I have question because I want sort out situation: 
If someone Iet me to keep his cat and feed him and wrote It's cat for me, and also agree to change keeper ship for my name it's mean that this cat is mine now? As proof I have messages from previous owner. 

My story : 
At the end of September, that day was sunny weather and I left back door open as usual I'm doing. I went to the kitchen near midday and saw a strange shadow coming out of the hous. It was cat with no collar. He behaved as if he had lived with me for a long time. He entered the bedroom at the top. At the third time I went to see what he was doing there and he was sleeping in a bed on my pillow. I was sure that he just came for extra food and he will go away soon but he spent all day
lying and looking trough opened door.

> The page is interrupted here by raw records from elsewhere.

use crate::config::TerrainConfig;
use crate::vector::Vector2;
use noise::{NoiseFn, OpenSimplex};

pub trait HeightField {
    fn height(&self, x: f32, z: f32) -> f32;
}

#[derive(Debug, Copy, Clone, PartialEq)]
pub struct FlatGround(pub f32);

impl HeightField for FlatGround {
    fn height(&self, _x: f32, _z: f32) -> f32 {
        self.0
    }
}

/// Rolling bumps from 2D coherent noise, always in `[0, 2 * bump_height]`.
pub struct BumpySampler {
    gen: OpenSimplex,
    bumpiness: f32,
    bump_height: f32,
}

impl BumpySampler {
    pub fn new(seed: u32, bumpiness: f32, bump_height: f32) -> BumpySampler {
        BumpySampler {
            gen: OpenSimplex::new(seed),
            bumpiness,
            bump_height,
        }
    }
}

impl HeightField for BumpySampler {
    fn height(&self, x: f32, z: f32) -> f32 {
        let s = self.bumpiness;
        let n = self.gen.get([(x * s) as f64, (z * s) as f64]) as f32;
        (n.max(-1.0).min(1.0) + 1.0) * self.bump_height
    }
}

pub enum Terrain {
    Flat(FlatGround),
    Bumpy(BumpySampler),
}

impl Terrain {
    pub fn from_config(config: &TerrainConfig) -> Terrain {
        match *config {
            TerrainConfig::Flat { height } => Terrain::Flat(FlatGround(height)),
            TerrainConfig::Noise {
                seed,
                bumpiness,
                bump_height,
            } => Terrain::Bumpy(BumpySampler::new(seed, bumpiness, bump_height)),
        }
    }
}

impl HeightField for Terrain {
    fn height(&self, x: f32, z: f32) -> f32 {
        match self {
            Terrain::Flat(f) => f.height(x, z),
            Terrain::Bumpy(b) => b.height(x, z),
        }
    }
}

/// Wheel order used by every per-wheel array in the crate.
#[derive(Debug, Copy, Clone, PartialEq, Eq)]
pub enum Wheel {
    FrontLeft = 0,
    FrontRight = 1,
    RearLeft = 2,
    RearRight = 3,
}

impl Wheel {
    pub const ALL: [Wheel; 4] = [
        Wheel::FrontLeft,
        Wheel::FrontRight,
        Wheel::RearLeft,
        Wheel::RearRight,
    ];

    pub fn is_front(self) -> bool {
        matches!(self, Wheel::FrontLeft | Wheel::FrontRight)
    }

    pub fn is_left(self) -> bool {
        matches!(self, Wheel::FrontLeft | Wheel::RearLeft)
    }
}

#[derive(Debug, Copy, Clone, PartialEq, Default)]
pub struct ContactHeights(pub [f32; 4]);

impl ContactHeights {
    pub fn sample(field: &dyn HeightField, contacts: &[Vector2; 4]) -> ContactHeights {
        let mut h = [0.0; 4];
        for (i, p) in contacts.iter().enumerate() {
            h[i] = field.height(p.x, p.y);
        }
        ContactHeights(h)
    }

    pub fn get(&self, wheel: Wheel) -> f32 {
        self.0[wheel as usize]
    }

    pub fn max(&self) -> f32 {
        self.0.iter().copied().fold(f32::MIN, f32::max)
    }

    pub fn is_finite(&self) -> bool {
        self.0.iter().all(|h| h.is_finite())
    }
}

I started to check pages on internet with lost cats because he was very hungry. I didn't found any lost similar cat. In my area also wasn't any poster with that cat. I put then my advert on Spotted with cat photo that I'm looking for his owner. We also scanned his microchip number but was no owner details held . After few days I received message from his owner that it's his cat, he send me photos and correct chip number. Next day I gave cat back to owner informed that cat has fleas and he should do something with that. Cat was scared when he saw his owner and tried run away. Two days later cat was again under my door, he was jumping to the window, meowing and scratching door spent next days outside. He still had fleas and scratch himself. I send message to his owner that cat is in my garden from few days and I'm afraid about him because cold and wet weather outside. Owner send me respond that is "smart street cat" and he know how go back home. I took cat and return to owner hands and again cat was more scared than before. He tried to scratch me and run away as he just saw owner coming on way. I told to owner that it's unsafe for cat to walking on street and stay all day and night outside. He agree to keep cat in home for month to change his habitat. And two weeks later again cat was under my door. After five days again I send message that from several days cat is coming and spending time under my door. I spoke with owner and he agree that I can keep that cat and feed him if cat is happy to stay with us and we are happy to have him. He wrote me that "this cat is for me". I asked for transfer keeper ship for that cat for my name to avoid problems and disappointments in the future and he respond that it's not a problem and he will do that soon just need some time to go and have look how to do that.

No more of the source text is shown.